Determine how many lines of the material hold the word "PathBuf", and answer with the number only.

TASK INPUT: Begin

//! Formatting helper functions
//!
//! Plain-text rendering of lists, items and delivered reminders for the
//! command-line front end.

use chrono::{DateTime, Local, Utc};

use crate::model::{Item, List};
use crate::reminder::Reminder;

/// Render a timestamp in local time, minute precision
pub fn format_timestamp(timestamp: DateTime<Utc>) -> String {
    timestamp
        .with_timezone(&Local)
        .format("%Y-%m-%d %H:%M")
        .to_string()
}

/// Format the list overview
///
/// # Arguments
/// * `lists` - Every list in store order
/// * `selected` - Index of the selected list, if any
///
/// # Returns
/// One line per list with its index and remaining item count
pub fn format_lists(lists: &[List], selected: Option<usize>) -> String {
    if lists.is_empty() {
        return "No lists".to_string();
    }

    let mut result = String::new();
    for (index, list) in lists.iter().enumerate() {
        let marker = if selected == Some(index) { "*" } else { " " };
        let remaining = match (list.len(), list.unchecked_count()) {
            (0, _) => "no items".to_string(),
            (_, 0) => "all done".to_string(),
            (_, n) => format!("{} remaining", n),
        };
        result.push_str(&format!("{} [{}] {} ({})\n", marker, index, list.name(), remaining));
    }
    result
}

/// Format a single item line
pub fn format_item(index: usize, item: &Item) -> String {
    let check = if item.is_checked() { "x" } else { " " };
    let mut line = format!("  [{}] [{}] {}", index, check, item.text());
    if item.should_remind() {
        line.push_str(&format!(
            " (remind {}, id {})",
            format_timestamp(item.due_date()),
            item.id()
        ));
    } else {
        line.push_str(&format!(" (due {}, id {})", format_timestamp(item.due_date()), item.id()));
    }
    line
}

/// Format a list with all of its items
pub fn format_list(index: usize, list: &List) -> String {
    let mut result = format!("[{}] {}\n", index, list.name());
    if list.is_empty() {
        result.push_str("  (empty)\n");
        return result;
    }
    for (item_index, item) in list.items().iter().enumerate() {
        result.push_str(&format_item(item_index, item));
        result.push('\n');
    }
    result
}

/// Format reminders that have fired
pub fn format_reminders(reminders: &[Reminder]) -> String {
    if reminders.is_empty() {
        return "No reminders due".to_string();
    }

    let mut result = String::new();
    for reminder in reminders {
        result.push_str(&format!(
            "{} {} ({})\n",
            reminder.title,
            reminder.body,
            format_timestamp(reminder.fire_at)
        ));
    }
    result
}
use crossterm::event::{
    self, Event, KeyCode, KeyEvent, KeyEventKind, KeyModifiers, MouseButton, MouseEventKind,
};
use std::time::Duration;

/// TUI-specific input events
#[derive(Debug, Clone, PartialEq, Eq)]
pub enum TuiEvent {
    // Core actions (passed to core::update)
    ForceQuit,       // Ctrl+C, any mode
    ClearCompleted,  // Ctrl+D, any mode
    Submit,

    // TUI-local events (handled directly in TUI)
    InputChar(char),
    Paste(String),
    Backspace,
    Delete,
    CursorLeft,
    CursorRight,
    CursorHome,
    CursorEnd,
    CursorUp,
    CursorDown,
    SwitchFocus, // Tab
    Escape,
    ScrollUp,
    ScrollDown,
    ScrollPageUp,
    ScrollPageDown,
    MouseClick(u16, u16),
    Resize,
}

/// Poll for an event without blocking (returns immediately)
pub fn poll_event_immediate() -> Option<TuiEvent> {
    poll_event_timeout(Duration::ZERO)
}

/// Poll for an event, blocking up to `timeout`.
///
/// Read errors are logged and treated as "no event" so a flaky terminal
/// can't take the event loop down.
pub fn poll_event_timeout(timeout: Duration) -> Option<TuiEvent> {
    match event::poll(timeout) {
        Ok(true) => {}
        Ok(false) => return None,
        Err(e) => {
            log::warn!("Event poll failed: {}", e);
            return None;
        }
    }
    match event::read() {
        Ok(event) => translate(event),
        Err(e) => {
            log::warn!("Event read failed: {}", e);
            None
        }
    }
}

/// Map a raw crossterm event to a `TuiEvent`.
pub fn translate(event: Event) -> Option<TuiEvent> {
    match event {
        Event::Key(key_event) => translate_key(key_event),
        Event::Mouse(mouse_event) => match mouse_event.kind {
            MouseEventKind::Down(MouseButton::Left) => {
                Some(TuiEvent::MouseClick(mouse_event.column, mouse_event.row))
            }
            MouseEventKind::ScrollUp => Some(TuiEvent::ScrollUp),
            MouseEventKind::ScrollDown => Some(TuiEvent::ScrollDown),
            _ => None,
        },
        Event::Paste(data) => Some(TuiEvent::Paste(data)),
        Event::Resize(_, _) => Some(TuiEvent::Resize),
        _ => None,
    }
}

fn translate_key(key_event: KeyEvent) -> Option<TuiEvent> {
    // Windows reports releases too
    if key_event.kind != KeyEventKind::Press {
        return None;
    }
    log::trace!(
        "Key event: {:?} with modifiers {:?}",
        key_event.code,
        key_event.modifiers
    );
    match (key_event.modifiers, key_event.code) {
        (KeyModifiers::CONTROL, KeyCode::Char('c')) => Some(TuiEvent::ForceQuit),
        (KeyModifiers::CONTROL, KeyCode::Char('d')) => Some(TuiEvent::ClearCompleted),
        (KeyModifiers::CONTROL, KeyCode::Char('a')) => Some(TuiEvent::CursorHome),
        (KeyModifiers::CONTROL, KeyCode::Char('e')) => Some(TuiEvent::CursorEnd),
        (KeyModifiers::CONTROL, _) => None,
        (_, KeyCode::Char(c)) => Some(TuiEvent::InputChar(c)),
        (_, KeyCode::Backspace) => Some(TuiEvent::Backspace),
        (_, KeyCode::Delete) => Some(TuiEvent::Delete),
        (_, KeyCode::Enter) => Some(TuiEvent::Submit),
        (_, KeyCode::Esc) => Some(TuiEvent::Escape),
        (_, KeyCode::Tab) | (_, KeyCode::BackTab) => Some(TuiEvent::SwitchFocus),
        (_, KeyCode::Left) => Some(TuiEvent::CursorLeft),
        (_, KeyCode::Right) => Some(TuiEvent::CursorRight),
        (_, KeyCode::Home) => Some(TuiEvent::CursorHome),
        (_, KeyCode::End) => Some(TuiEvent::CursorEnd),
        (_, KeyCode::Up) => Some(TuiEvent::CursorUp),
        (_, KeyCode::Down) => Some(TuiEvent::CursorDown),
        (_, KeyCode::PageUp) => Some(TuiEvent::ScrollPageUp),
        (_, KeyCode::PageDown) => Some(TuiEvent::ScrollPageDown),
        _ => None,
    }
}

#[cfg(test)]
mod tests {
    use super::*;
    use crossterm::event::{KeyEventState, MouseEvent};

    fn key(modifiers: KeyModifiers, code: KeyCode) -> Event {
        Event::Key(KeyEvent::new(code, modifiers))
    }

    #[test]
    fn test_ctrl_shortcuts() {
        assert_eq!(
            translate(key(KeyModifiers::CONTROL, KeyCode::Char('c'))),
            Some(TuiEvent::ForceQuit)
        );
        assert_eq!(
            translate(key(KeyModifiers::CONTROL, KeyCode::Char('d'))),
            Some(TuiEvent::ClearCompleted)
        );
        assert_eq!(translate(key(KeyModifiers::CONTROL, KeyCode::Char('x'))), None);
    }

    #[test]
    fn test_plain_keys() {
        assert_eq!(
            translate(key(KeyModifiers::NONE, KeyCode::Char('a'))),
            Some(TuiEvent::InputChar('a'))
        );
        assert_eq!(
            translate(key(KeyModifiers::SHIFT, KeyCode::Char('A'))),
            Some(TuiEvent::InputChar('A'))
        );
        assert_eq!(
            translate(key(KeyModifiers::NONE, KeyCode::Enter)),
            Some(TuiEvent::Submit)
        );
        assert_eq!(
            translate(key(KeyModifiers::NONE, KeyCode::Tab)),
            Some(TuiEvent::SwitchFocus)
        );
    }

    #[test]
    fn test_key_release_ignored() {
        let release = Event::Key(KeyEvent {
            code: KeyCode::Char('a'),
            modifiers: KeyModifiers::NONE,
            kind: KeyEventKind::Release,
            state: KeyEventState::NONE,
        });
        assert_eq!(translate(release), None);
    }

    #[test]
    fn test_mouse_events() {
        let click = Event::Mouse(MouseEvent {
            kind: MouseEventKind::Down(MouseButton::Left),
            column: 4,
            row: 9,
            modifiers: KeyModifiers::NONE,
        });
        assert_eq!(translate(click), Some(TuiEvent::MouseClick(4, 9)));

        let wheel = Event::Mouse(MouseEvent {
            kind: MouseEventKind::ScrollDown,
            column: 0,
            row: 0,
            modifiers: KeyModifiers::NONE,
        });
        assert_eq!(translate(wheel), Some(TuiEvent::ScrollDown));
    }

    #[test]
    fn test_paste_and_resize() {
        assert_eq!(
            translate(Event::Paste("milk".to_string())),
            Some(TuiEvent::Paste("milk".to_string()))
        );
        assert_eq!(translate(Event::Resize(80, 24)), Some(TuiEvent::Resize));
    }
}
//! # Application State
//!
//! Core business state for QuickTasks. Domain data only - the input
//! buffer, scroll position and snackbar live in the `tui` module.
//!
//! ```text
//! App
//! ├── tasks: Vec<Task>     // ordered, append-only except bulk clear
//! └── next_id: u32         // monotonic id counter, never reused
//! ```
//!
//! State changes only happen through `update(state, action)` in action.rs.

use crate::core::task::{Task, TaskId};

pub struct App {
    pub tasks: Vec<Task>,
    next_id: u32,
}

impl Default for App {
    fn default() -> Self {
        Self::new()
    }
}

impl App {
    pub fn new() -> Self {
        Self {
            tasks: Vec::new(),
            next_id: 1,
        }
    }

    /// Hands out the next task id. Ids keep counting up across clears, so a
    /// task added after a clear never shares an id with an earlier one.
    pub(crate) fn allocate_id(&mut self) -> TaskId {
        let id = TaskId(self.next_id);
        self.next_id += 1;
        id
    }

    pub fn task(&self, id: TaskId) -> Option<&Task> {
        self.tasks.iter().find(|t| t.id == id)
    }

    pub fn completed_count(&self) -> usize {
        self.tasks.iter().filter(|t| t.done).count()
    }

    pub fn total_count(&self) -> usize {
        self.tasks.len()
    }

    /// Counter text shown above the list, e.g. `"Completed: 1 / 2"`.
    pub fn counter_label(&self) -> String {
        format!(
            "Completed: {} / {}",
            self.completed_count(),
            self.total_count()
        )
    }
}

#[cfg(test)]
mod tests {
    use super::*;

    #[test]
    fn test_app_new_is_empty() {
        let app = App::new();
        assert!(app.tasks.is_empty());
        assert_eq!(app.completed_count(), 0);
        assert_eq!(app.counter_label(), "Completed: 0 / 0");
    }

    #[test]
    fn test_allocate_id_is_monotonic() {
        let mut app = App::new();
        assert_eq!(app.allocate_id(), TaskId(1));
        assert_eq!(app.allocate_id(), TaskId(2));
        assert_eq!(app.allocate_id(), TaskId(3));
    }

    #[test]
    fn test_counts_follow_done_flags() {
        let mut app = App::new();
        app.tasks.push(Task::new(TaskId(1), "a").with_done(true));
        app.tasks.push(Task::new(TaskId(2), "b"));
        app.tasks.push(Task::new(TaskId(3), "c").with_done(true));
        assert_eq!(app.completed_count(), 2);
        assert_eq!(app.total_count(), 3);
        assert_eq!(app.counter_label(), "Completed: 2 / 3");
    }

    #[test]
    fn test_task_lookup() {
        let mut app = App::new();
        app.tasks.push(Task::new(TaskId(5), "five"));
        assert_eq!(app.task(TaskId(5)).map(|t| t.text.as_str()), Some("five"));
        assert!(app.task(TaskId(6)).is_none());
    }
}
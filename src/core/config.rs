//! # Configuration
//!
//! Centralizes all settings with a clear override hierarchy:
//! defaults → config file → env vars → CLI flags.
//!
//! Config lives at `~/.quicktasks/config.toml`. If missing on first run, a
//! commented-out default is generated so users can discover all options.
//!
//! Loading and resolution run before the file logger exists (the logger's
//! own settings come from here), so they record [`Notice`]s instead of
//! logging directly. `main` replays them once logging is up.

use log::{Level, LevelFilter};
use serde::{Deserialize, Serialize};
use std::fmt;
use std::fs;
use std::path::{Path, PathBuf};
use std::time::Duration;

// ============================================================================
// Config Structs (all fields Option<T> for sparse TOML)
// ============================================================================

#[derive(Debug, Default, Deserialize, Serialize)]
pub struct QuickTasksConfig {
    #[serde(default)]
    pub ui: UiConfig,
    #[serde(default)]
    pub logging: LoggingConfig,
}

#[derive(Debug, Default, Deserialize, Serialize)]
pub struct UiConfig {
    /// How long each snackbar message stays on screen.
    pub snackbar_ms: Option<u64>,
}

#[derive(Debug, Default, Deserialize, Serialize)]
pub struct LoggingConfig {
    pub file: Option<PathBuf>,
    pub level: Option<String>,
}

// ============================================================================
// Defaults
// ============================================================================

/// Matches the "short" duration of a mobile snackbar.
pub const DEFAULT_SNACKBAR_MS: u64 = 4000;
/// Shorter than this and a message can expire before it is ever drawn.
pub const MIN_SNACKBAR_MS: u64 = 250;
pub const DEFAULT_LOG_FILE: &str = "quicktasks.log";
pub const DEFAULT_LOG_LEVEL: LevelFilter = LevelFilter::Info;

// ============================================================================
// Resolved Config (concrete values, no Options)
// ============================================================================

#[derive(Debug, Clone)]
pub struct ResolvedConfig {
    pub snackbar_duration: Duration,
    pub log_file: PathBuf,
    pub log_level: LevelFilter,
}

impl Default for ResolvedConfig {
    fn default() -> Self {
        Self {
            snackbar_duration: Duration::from_millis(DEFAULT_SNACKBAR_MS),
            log_file: PathBuf::from(DEFAULT_LOG_FILE),
            log_level: DEFAULT_LOG_LEVEL,
        }
    }
}

/// Values supplied on the command line. `None` = flag not given.
#[derive(Debug, Default, Clone)]
pub struct CliOverrides {
    pub log_file: Option<PathBuf>,
    pub log_level: Option<String>,
    pub snackbar_ms: Option<u64>,
}

// ============================================================================
// Error Type
// ============================================================================

#[derive(Debug)]
pub enum ConfigError {
    Io(std::io::Error),
    Parse(toml::de::Error),
}

impl fmt::Display for ConfigError {
    fn fmt(&self, f: &mut fmt::Formatter<'_>) -> fmt::Result {
        match self {
            ConfigError::Io(e) => write!(f, "config I/O error: {e}"),
            ConfigError::Parse(e) => write!(f, "config parse error: {e}"),
        }
    }
}

impl std::error::Error for ConfigError {}

// ============================================================================
// Deferred Log Records
// ============================================================================

/// A log record held back until the logger is initialised.
#[derive(Debug, Clone, PartialEq, Eq)]
pub struct Notice {
    pub level: Level,
    pub message: String,
}

fn note(notices: &mut Vec<Notice>, level: Level, message: String) {
    notices.push(Notice { level, message });
}

/// Emit collected notices through the `log` facade.
pub fn replay(notices: Vec<Notice>) {
    for notice in notices {
        log::log!(notice.level, "{}", notice.message);
    }
}

// ============================================================================
// Loading
// ============================================================================

/// Returns the path to `~/.quicktasks/config.toml`.
pub fn config_path() -> Option<PathBuf> {
    dirs::home_dir().map(|h| h.join(".quicktasks").join("config.toml"))
}

/// Load config from `explicit` if given, otherwise `~/.quicktasks/config.toml`.
///
/// A missing default file is generated (commented out) and defaults are
/// returned. A missing explicit file is only warned about. A malformed file
/// returns `ConfigError::Parse`.
pub fn load_config(
    explicit: Option<&Path>,
    notices: &mut Vec<Notice>,
) -> Result<QuickTasksConfig, ConfigError> {
    let path = match explicit {
        Some(p) => p.to_path_buf(),
        None => match config_path() {
            Some(p) => p,
            None => {
                note(
                    notices,
                    Level::Warn,
                    "Could not determine home directory, using default config".to_string(),
                );
                return Ok(QuickTasksConfig::default());
            }
        },
    };

    if !path.exists() {
        if explicit.is_some() {
            note(
                notices,
                Level::Warn,
                format!("Config file {} not found, using defaults", path.display()),
            );
        } else {
            note(
                notices,
                Level::Info,
                format!("No config file found, generating default at {}", path.display()),
            );
            generate_default_config(&path, notices);
        }
        return Ok(QuickTasksConfig::default());
    }

    let contents = fs::read_to_string(&path).map_err(ConfigError::Io)?;
    let config = parse_config(&contents)?;
    note(notices, Level::Info, format!("Loaded config from {}", path.display()));
    Ok(config)
}

pub fn parse_config(contents: &str) -> Result<QuickTasksConfig, ConfigError> {
    toml::from_str(contents).map_err(ConfigError::Parse)
}

fn generate_default_config(path: &Path, notices: &mut Vec<Notice>) {
    let default_content = r#"# QuickTasks Configuration
# All settings are optional — defaults are used for anything not specified.
# Override hierarchy: defaults → this file → env vars → CLI flags.

# [ui]
# snackbar_ms = 4000                 # Or set QUICKTASKS_SNACKBAR_MS

# [logging]
# file = "quicktasks.log"            # Or set QUICKTASKS_LOG_FILE
# level = "info"                     # "off", "error", "warn", "info", "debug", "trace"
"#;

    if let Some(parent) = path.parent() {
        if let Err(e) = fs::create_dir_all(parent) {
            note(notices, Level::Warn, format!("Failed to create config directory: {}", e));
            return;
        }
    }
    if let Err(e) = fs::write(path, default_content) {
        note(notices, Level::Warn, format!("Failed to write default config: {}", e));
    }
}

// ============================================================================
// Resolution
// ============================================================================

/// Resolve the final config by collapsing: defaults → config file → env vars → CLI.
pub fn resolve(
    config: &QuickTasksConfig,
    cli: &CliOverrides,
    notices: &mut Vec<Notice>,
) -> ResolvedConfig {
    let env_snackbar_ms = std::env::var("QUICKTASKS_SNACKBAR_MS")
        .ok()
        .and_then(|v| match v.parse::<u64>() {
            Ok(ms) => Some(ms),
            Err(_) => {
                note(
                    notices,
                    Level::Warn,
                    format!("Ignoring invalid QUICKTASKS_SNACKBAR_MS: {:?}", v),
                );
                None
            }
        });

    // Snackbar duration: CLI → env → config → default
    let snackbar_ms = match cli
        .snackbar_ms
        .or(env_snackbar_ms)
        .or(config.ui.snackbar_ms)
    {
        Some(ms) if ms < MIN_SNACKBAR_MS => {
            note(
                notices,
                Level::Warn,
                format!(
                    "snackbar_ms = {} is below {}, using {}",
                    ms, MIN_SNACKBAR_MS, DEFAULT_SNACKBAR_MS
                ),
            );
            DEFAULT_SNACKBAR_MS
        }
        Some(ms) => ms,
        None => DEFAULT_SNACKBAR_MS,
    };

    // Log file: CLI → env → config → default
    let log_file = cli
        .log_file
        .clone()
        .or_else(|| std::env::var("QUICKTASKS_LOG_FILE").ok().map(PathBuf::from))
        .or_else(|| config.logging.file.clone())
        .unwrap_or_else(|| PathBuf::from(DEFAULT_LOG_FILE));

    // Log level: CLI → env → config → default
    let log_level = cli
        .log_level
        .clone()
        .or_else(|| std::env::var("QUICKTASKS_LOG_LEVEL").ok())
        .or_else(|| config.logging.level.clone())
        .map(|level| {
            parse_level(&level).unwrap_or_else(|| {
                note(
                    notices,
                    Level::Warn,
                    format!("Unknown log level {:?}, using {}", level, DEFAULT_LOG_LEVEL),
                );
                DEFAULT_LOG_LEVEL
            })
        })
        .unwrap_or(DEFAULT_LOG_LEVEL);

    ResolvedConfig {
        snackbar_duration: Duration::from_millis(snackbar_ms),
        log_file,
        log_level,
    }
}

fn parse_level(level: &str) -> Option<LevelFilter> {
    level.trim().parse().ok()
}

TASK INPUT: End

ANSWER FOR THIS EXERCISE:
8